Instructions for the task:
All of the data below should be output exactly as given.
|---|
//! Shared fixtures for the settlement integration tests.
#![allow(dead_code)]

use alloy_primitives::{Address, B256};
use alloy_signer::SignerSync;
use alloy_signer_local::PrivateKeySigner;

use openswap_auth::{maker_order_hash, signing_digest};
use openswap_settlement::adapters::{
    AllowAllCurrencies, MockAssetRegistry, MockContractSigners, MockCreatorFeeOracle, MockLedger,
};
use openswap_settlement::{
    Collaborators, EngineConfig, OrderExecution, SettlementEngine,
};
use openswap_types::{MakerOrder, QuoteType, StrategyKind, StrategyRecord, TakerOrder};

pub fn owner() -> Address {
    Address::repeat_byte(0xee)
}

pub fn fee_recipient() -> Address {
    Address::repeat_byte(0xfe)
}

pub fn taker() -> Address {
    Address::repeat_byte(0x0b)
}

pub fn erc20() -> Address {
    Address::repeat_byte(0x20)
}

pub fn creator() -> Address {
    Address::repeat_byte(0x99)
}

pub fn affiliate() -> Address {
    Address::repeat_byte(0xaf)
}

/// Engine with a 200bp standard / 150bp floor built-in strategy.
pub fn engine() -> SettlementEngine {
    SettlementEngine::new(EngineConfig {
        owner: owner(),
        protocol_fee_recipient: fee_recipient(),
        standard_protocol_fee_bp: 200,
        standard_min_total_fee_bp: 150,
        ..EngineConfig::default()
    })
    .unwrap()
}

/// Register the collection-offer strategy under id 1.
pub fn register_collection_offer(engine: &mut SettlementEngine) -> u32 {
    engine
        .add_strategy(
            owner(),
            StrategyRecord {
                id: 1,
                active: true,
                standard_protocol_fee_bp: 200,
                min_total_fee_bp: 150,
                max_protocol_fee_bp: 2_500,
                kind: StrategyKind::CollectionOffer,
                maker_side: Some(QuoteType::Bid),
            },
        )
        .unwrap();
    1
}

/// Register the dutch-auction strategy under id 2.
pub fn register_dutch_auction(engine: &mut SettlementEngine) -> u32 {
    engine
        .add_strategy(
            owner(),
            StrategyRecord {
                id: 2,
                active: true,
                standard_protocol_fee_bp: 200,
                min_total_fee_bp: 150,
                max_protocol_fee_bp: 2_500,
                kind: StrategyKind::DutchAuction,
                maker_side: Some(QuoteType::Ask),
            },
        )
        .unwrap();
    2
}

/// The collaborator set every test settles against.
pub struct World {
    pub ledger: MockLedger,
    pub assets: MockAssetRegistry,
    pub creator_fees: MockCreatorFeeOracle,
    pub currencies: AllowAllCurrencies,
    pub signers: MockContractSigners,
}

impl World {
    pub fn new() -> Self {
        Self {
            ledger: MockLedger::new(),
            assets: MockAssetRegistry::new(),
            creator_fees: MockCreatorFeeOracle::new(),
            currencies: AllowAllCurrencies,
            signers: MockContractSigners::new(),
        }
    }

    pub fn collab(&mut self) -> Collaborators<'_> {
        Collaborators {
            ledger: &mut self.ledger,
            assets: &mut self.assets,
            creator_fees: &self.creator_fees,
            currencies: &self.currencies,
            signers: &self.signers,
        }
    }
}

/// 65-byte `r ‖ s ‖ v` signature over a digest.
pub fn sign_digest(key: &PrivateKeySigner, digest: B256) -> Vec<u8> {
    let sig = key.sign_hash_sync(&digest).unwrap();
    let mut bytes = Vec::with_capacity(65);
    bytes.extend_from_slice(&sig.r().to_be_bytes::<32>());
    bytes.extend_from_slice(&sig.s().to_be_bytes::<32>());
    bytes.push(27 + u8::from(sig.v()));
    bytes
}

/// Sign a single maker order under the engine's current domain.
pub fn sign_order(
    engine: &SettlementEngine,
    key: &PrivateKeySigner,
    maker: MakerOrder,
) -> OrderExecution {
    let digest = signing_digest(engine.domain_separator(), maker_order_hash(&maker));
    let signature = sign_digest(key, digest);
    OrderExecution {
        taker: TakerOrder::new(taker()),
        maker,
        signature,
        merkle: None,
        affiliate: None,
    }
}

/// A signed single-item ask at `price` from a fresh maker.
pub fn signed_ask(
    engine: &SettlementEngine,
    key: &PrivateKeySigner,
    price: u128,
) -> OrderExecution {
    sign_order(engine, key, MakerOrder::dummy_ask(key.address(), price))
}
|---|
The completed task:
//! Shared fixtures for the settlement integration tests.
#![allow(dead_code)]

use alloy_primitives::{Address, B256};
use alloy_signer::SignerSync;
use alloy_signer_local::PrivateKeySigner;

use openswap_auth::{maker_order_hash, signing_digest};
use openswap_settlement::adapters::{
    AllowAllCurrencies, MockAssetRegistry, MockContractSigners, MockCreatorFeeOracle, MockLedger,
};
use openswap_settlement::{
    Collaborators, EngineConfig, OrderExecution, SettlementEngine,
};
use openswap_types::{MakerOrder, QuoteType, StrategyKind, StrategyRecord, TakerOrder};

pub fn owner() -> Address {
    Address::repeat_byte(0xee)
}

pub fn fee_recipient() -> Address {
    Address::repeat_byte(0xfe)
}

pub fn taker() -> Address {
    Address::repeat_byte(0x0b)
}

pub fn erc20() -> Address {
    Address::repeat_byte(0x20)
}

pub fn creator() -> Address {
    Address::repeat_byte(0x99)
}

pub fn affiliate() -> Address {
    Address::repeat_byte(0xaf)
}

/// Engine with a 200bp standard / 150bp floor built-in strategy.
pub fn engine() -> SettlementEngine {
    SettlementEngine::new(EngineConfig {
        owner: owner(),
        protocol_fee_recipient: fee_recipient(),
        standard_protocol_fee_bp: 200,
        standard_min_total_fee_bp: 150,
        ..EngineConfig::default()
    })
    .unwrap()
}

/// Register the collection-offer strategy under id 1.
pub fn register_collection_offer(engine: &mut SettlementEngine) -> u32 {
    engine
        .add_strategy(
            owner(),
            StrategyRecord {
                id: 1,
                active: true,
                standard_protocol_fee_bp: 200,
                min_total_fee_bp: 150,
                max_protocol_fee_bp: 2_500,
                kind: StrategyKind::CollectionOffer,
                maker_side: Some(QuoteType::Bid),
            },
        )
        .unwrap();
    1
}

/// Register the dutch-auction strategy under id 2.
pub fn register_dutch_auction(engine: &mut SettlementEngine) -> u32 {
    engine
        .add_strategy(
            owner(),
            StrategyRecord {
                id: 2,
                active: true,
                standard_protocol_fee_bp: 200,
                min_total_fee_bp: 150,
                max_protocol_fee_bp: 2_500,
                kind: StrategyKind::DutchAuction,
                maker_side: Some(QuoteType::Ask),
            },
        )
        .unwrap();
    2
}

/// The collaborator set every test settles against.
pub struct World {
    pub ledger: MockLedger,
    pub assets: MockAssetRegistry,
    pub creator_fees: MockCreatorFeeOracle,
    pub currencies: AllowAllCurrencies,
    pub signers: MockContractSigners,
}

impl World {
    pub fn new() -> Self {
        Self {
            ledger: MockLedger::new(),
            assets: MockAssetRegistry::new(),
            creator_fees: MockCreatorFeeOracle::new(),
            currencies: AllowAllCurrencies,
            signers: MockContractSigners::new(),
        }
    }

    pub fn collab(&mut self) -> Collaborators<'_> {
        Collaborators {
            ledger: &mut self.ledger,
            assets: &mut self.assets,
            creator_fees: &self.creator_fees,
            currencies: &self.currencies,
            signers: &self.signers,
        }
    }
}

/// 65-byte `r ‖ s ‖ v` signature over a digest.
pub fn sign_digest(key: &PrivateKeySigner, digest: B256) -> Vec<u8> {
    let sig = key.sign_hash_sync(&digest).unwrap();
    let mut bytes = Vec::with_capacity(65);
    bytes.extend_from_slice(&sig.r().to_be_bytes::<32>());
    bytes.extend_from_slice(&sig.s().to_be_bytes::<32>());
    bytes.push(27 + u8::from(sig.v()));
    bytes
}

/// Sign a single maker order under the engine's current domain.
pub fn sign_order(
    engine: &SettlementEngine,
    key: &PrivateKeySigner,
    maker: MakerOrder,
) -> OrderExecution {
    let digest = signing_digest(engine.domain_separator(), maker_order_hash(&maker));
    let signature = sign_digest(key, digest);
    OrderExecution {
        taker: TakerOrder::new(taker()),
        maker,
        signature,
        merkle: None,
        affiliate: None,
    }
}

/// A signed single-item ask at `price` from a fresh maker.
pub fn signed_ask(
    engine: &SettlementEngine,
    key: &PrivateKeySigner,
    price: u128,
) -> OrderExecution {
    sign_order(engine, key, MakerOrder::dummy_ask(key.address(), price))
}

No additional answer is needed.